After three years piloting Mark Cavendish at Highroad, Renshaw opted to explore his own possibilities as a sprinter by joining Rabobank (now Blanco) ahead of last season. The campaign yielded just one victory, a stage at the Tour of Turkey, and while sharing sprinting duties with Theo Bos was undoubtedly a mitigating factor, Renshaw admitted that he was disappointed with his return.
“I’d hoped for a better season,” Renshaw told Cyclingnews. “I had some good form but results are what matters and I didn’t live up to my expectations during the year for a number of reasons.”
Renshaw imagined beforehand that the psychological – as opposed to the physical – aspects of making the transition from lead-out to sprinter would prove the greatest obstacle. That concern was misplaced, while the technical nuts and bolts of putting together a lead-out train also entered the equation.
“I thought the mental aspect would be quite big so I worked a lot on that side of things but it’s actually the physical aspects and teamwork that makes the difference,” he said. “Mentally I could handle it, but it was just that in some races I needed to be in better position and I needed more help. Ultimately it came down to what happened on the road and not so much the mental side of things.”
As the season began, Renshaw became increasingly versed in the differences between being a lead-out man and sprinter, quickly realising that it was “like chalk and cheese.” The crucial difference, he noted, is that while a lead-out man can make a series of smaller efforts throughout the day and still perform in the final kilometre, a sprinter cannot afford to be caught out of position at any point during the day.
“As a lead-out man, you’re expected to drop your leader off at 200 metres to go but there are a lot of instances during the race where you have to move him up too,” he said. “But it’s feasible to use that energy and still do your job in the final kilometre while as a sprinter, if you’re missing 10 percent, you just won’t make it.”
Not that Renshaw ignored the need to make some physical adjustments in order to compete full-time as a sprinter. A training regimen that had previously been largely devoted to the honing the steadier sprint cadences of the lead-out man was tweaked to work on shorter, more powerful efforts.
“I changed a lot of my training at the start of 2012 to be more explosive. I gained more watts so it did help and I probably didn’t work on the long, 30-second sprint efforts as much as I did before. It worked and I could feel the results, but it still comes back to positioning: if you don’t have a good position, then it doesn’t really matter what you do.”

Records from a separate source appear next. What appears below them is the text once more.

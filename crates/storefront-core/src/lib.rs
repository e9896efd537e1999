//! # storefront-core: Pure Business Logic for the Storefront
//!
//! This crate is the **heart** of the storefront. It contains the cart,
//! pricing and catalog search rules as pure functions with zero I/O.
//!
//! ## Architecture Position
//! ```text
//! ┌─────────────────────────────────────────────────────────────────────────┐
//! │                        Storefront Architecture                          │
//! │                                                                         │
//! │  ┌─────────────────────────────────────────────────────────────────┐    │
//! │  │                    Web UI (routing, cards, toasts)              │    │
//! │  │    Search box ──► Product grid ──► Cart page ──► Summary        │    │
//! │  └─────────────────────────────┬───────────────────────────────────┘    │
//! │                                │ plain data                             │
//! │  ┌─────────────────────────────▼───────────────────────────────────┐    │
//! │  │                    storefront-session                           │    │
//! │  │    add_to_cart, update_cart_item, search_products, etc.         │    │
//! │  └─────────────────────────────┬───────────────────────────────────┘    │
//! │                                │                                        │
//! │  ┌─────────────────────────────▼───────────────────────────────────┐    │
//! │  │               ★ storefront-core (THIS CRATE) ★                  │    │
//! │  │                                                                 │    │
//! │  │   ┌───────────┐  ┌───────────┐  ┌───────────┐  ┌───────────┐    │    │
//! │  │   │   cart    │  │  pricing  │  │  catalog  │  │  search   │    │    │
//! │  │   │   Cart    │  │ Shipping  │  │  Catalog  │  │  filter   │    │    │
//! │  │   │ LineKey   │  │   Tax     │  │  Shelves  │  │           │    │    │
//! │  │   └───────────┘  └───────────┘  └───────────┘  └───────────┘    │    │
//! │  │                                                                 │    │
//! │  │   NO I/O • NO SHARED STATE • PURE FUNCTIONS                     │    │
//! │  └─────────────────────────────────────────────────────────────────┘    │
//! └─────────────────────────────────────────────────────────────────────────┘
//! ```
//!
//! ## Modules
//!
//! - [`types`] - Domain types (Product, CartLineItem, LineKey, TaxRate)
//! - [`money`] - Money type with integer arithmetic (no floating point!)
//! - [`pricing`] - Shipping threshold, tax and order totals
//! - [`cart`] - Copy-on-write cart ledger
//! - [`catalog`] - Product collection, sample data, category shelves
//! - [`search`] - Substring search over name and category
//! - [`validation`] - Checks applied when loading data
//! - [`error`] - Domain error types
//!
//! ## Design Principles
//!
//! 1. **Pure Functions**: every cart operation maps an old cart to a new one
//! 2. **No I/O**: file system, network and logging live in the session crate
//! 3. **Integer Money**: all monetary values are in cents (i64)
//! 4. **No-op over error**: unknown ids and bad quantities never fail
//!
//! ## Example Usage
//!
//! ```rust
//! use storefront_core::{compute_totals, Cart, Catalog};
//!
//! let catalog = Catalog::sample();
//! let tee = catalog.get("1").unwrap();
//!
//! let cart = Cart::new().add_item(tee, 2, Some("M"), None);
//! let totals = compute_totals(cart.items());
//!
//! // 2 × $24.99 = $49.98, + $10.00 shipping, + $4.00 tax
//! assert_eq!(totals.total.cents(), 6398);
//! ```

// =============================================================================
// Module Declarations
// =============================================================================

pub mod cart;
pub mod catalog;
pub mod error;
pub mod money;
pub mod pricing;
pub mod search;
pub mod types;
pub mod validation;

// =============================================================================
// Re-exports for Convenience
// =============================================================================
// These allow users to do `use storefront_core::Money` instead of
// `use storefront_core::money::Money`

pub use cart::{ensure_checkout_ready, Cart};
pub use catalog::{Catalog, CategoryShelf, HOME_SHELVES};
pub use error::{CoreError, CoreResult, ValidationError};
pub use money::Money;
pub use pricing::{compute_totals, OrderTotals, PricingPolicy};
pub use types::*;
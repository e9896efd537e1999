//! # storefront-session: Application Session for the Storefront
//!
//! The layer the UI talks to. It owns the catalog, loads the store config,
//! keeps the current cart value and answers commands with UI-ready data.
//!
//! ## Session Startup
//! ```text
//! ┌─────────────────────────────────────────────────────────────────────────┐
//! │                        Startup Sequence                                 │
//! │                                                                         │
//! │  1. init_tracing()                 RUST_LOG or "info,storefront=debug"  │
//! │            │                                                            │
//! │            ▼                                                            │
//! │  2. StoreConfig::load_or_default   storefront.toml → PricingPolicy      │
//! │            │                                                            │
//! │            ▼                                                            │
//! │  3. Catalog::sample() / from_json  product list, unique ids             │
//! │            │                                                            │
//! │            ▼                                                            │
//! │  4. StorefrontSession::from_config empty cart, ready for commands       │
//! └─────────────────────────────────────────────────────────────────────────┘
//! ```
//!
//! ## Example Usage
//!
//! ```rust
//! use storefront_session::{Catalog, StoreConfig, StorefrontSession};
//!
//! let session = StorefrontSession::from_config(Catalog::sample(), &StoreConfig::default());
//! let cart = session.add_to_cart("1", Some(2), Some("M"), None).unwrap();
//! assert_eq!(cart.totals.total.cents(), 6398);
//! ```

pub mod config;
pub mod error;
pub mod session;

pub use config::{PricingSettings, StoreConfig, StoreSettings};
pub use error::{SessionError, SessionResult};
pub use session::{CartResponse, CartState, SearchResponse, StorefrontSession};
pub use storefront_core::Catalog;

use tracing_subscriber::EnvFilter;

/// Default log filter when `RUST_LOG` is unset.
pub const DEFAULT_LOG_FILTER: &str = "info,storefront=debug";

/// Initializes the tracing subscriber for logging.
///
/// ## Log Levels
/// - `RUST_LOG=debug` - Show all debug messages
/// - `RUST_LOG=storefront_session=trace` - Trace level for the session
/// - Default: `info,storefront=debug`
///
/// Calling this more than once is harmless; later calls leave the first
/// subscriber in place.
pub fn init_tracing() {
    let filter = EnvFilter::try_from_default_env()
        .unwrap_or_else(|_| EnvFilter::new(DEFAULT_LOG_FILTER));

    let _ = tracing_subscriber::fmt()
        .with_env_filter(filter)
        .try_init();
}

In spite of his new departure as a sprinter in 2012, however, Renshaw still found himself pressed into duty as a lead-out man for Theo Bos on several occasions. “That took away a lot of chances for me but he won a lot so the team was happy,” he said diplomatically.
But was Renshaw happy?
“Well, I’d like to win more races, that’s obvious, but the objective is for the team to win and I’m a team player,” he said. “And in saying that, I still had my opportunities, like at Paris-Brussels, where Theo helped me and I was second. That comes down to my physical abilities and I made an error and didn’t win. It’s not that I didn’t get chances, it’s that I missed the chances that I did have, whereas Theo hit the bullseye every time.”
While the nature of the personalities involved mean that the Renshaw-Bos pairing seems highly unlikely to spark the kind of tensions that defined the Cavendish-Greipel dynamic at Highroad, Blanco’s two sprinters will follow largely separate programmes in 2013.
“I think we’ll probably race less together now because we have more back-up for both trains,” he said. There are probably two or three races where I’ll team up with Theo, but a lot of the time we’ll have separate objectives.”
Even when the two fastmen are asked to perform together, however, Renshaw does not envisage any creative differences upsetting the rhythm of the Blanco lead-out train. Indeed, the very idea seems anathema to the quietly-spoken Bathurst native.
“I’m too much of a team player to have that happen and ultimately I know that I’m probably a better lead-out man than I am a sprinter, the past has proven that,” he said. “I made the move to Rabobank to improve as a sprinter and try to win races, but it’s only natural that the team would want me to help Theo too.”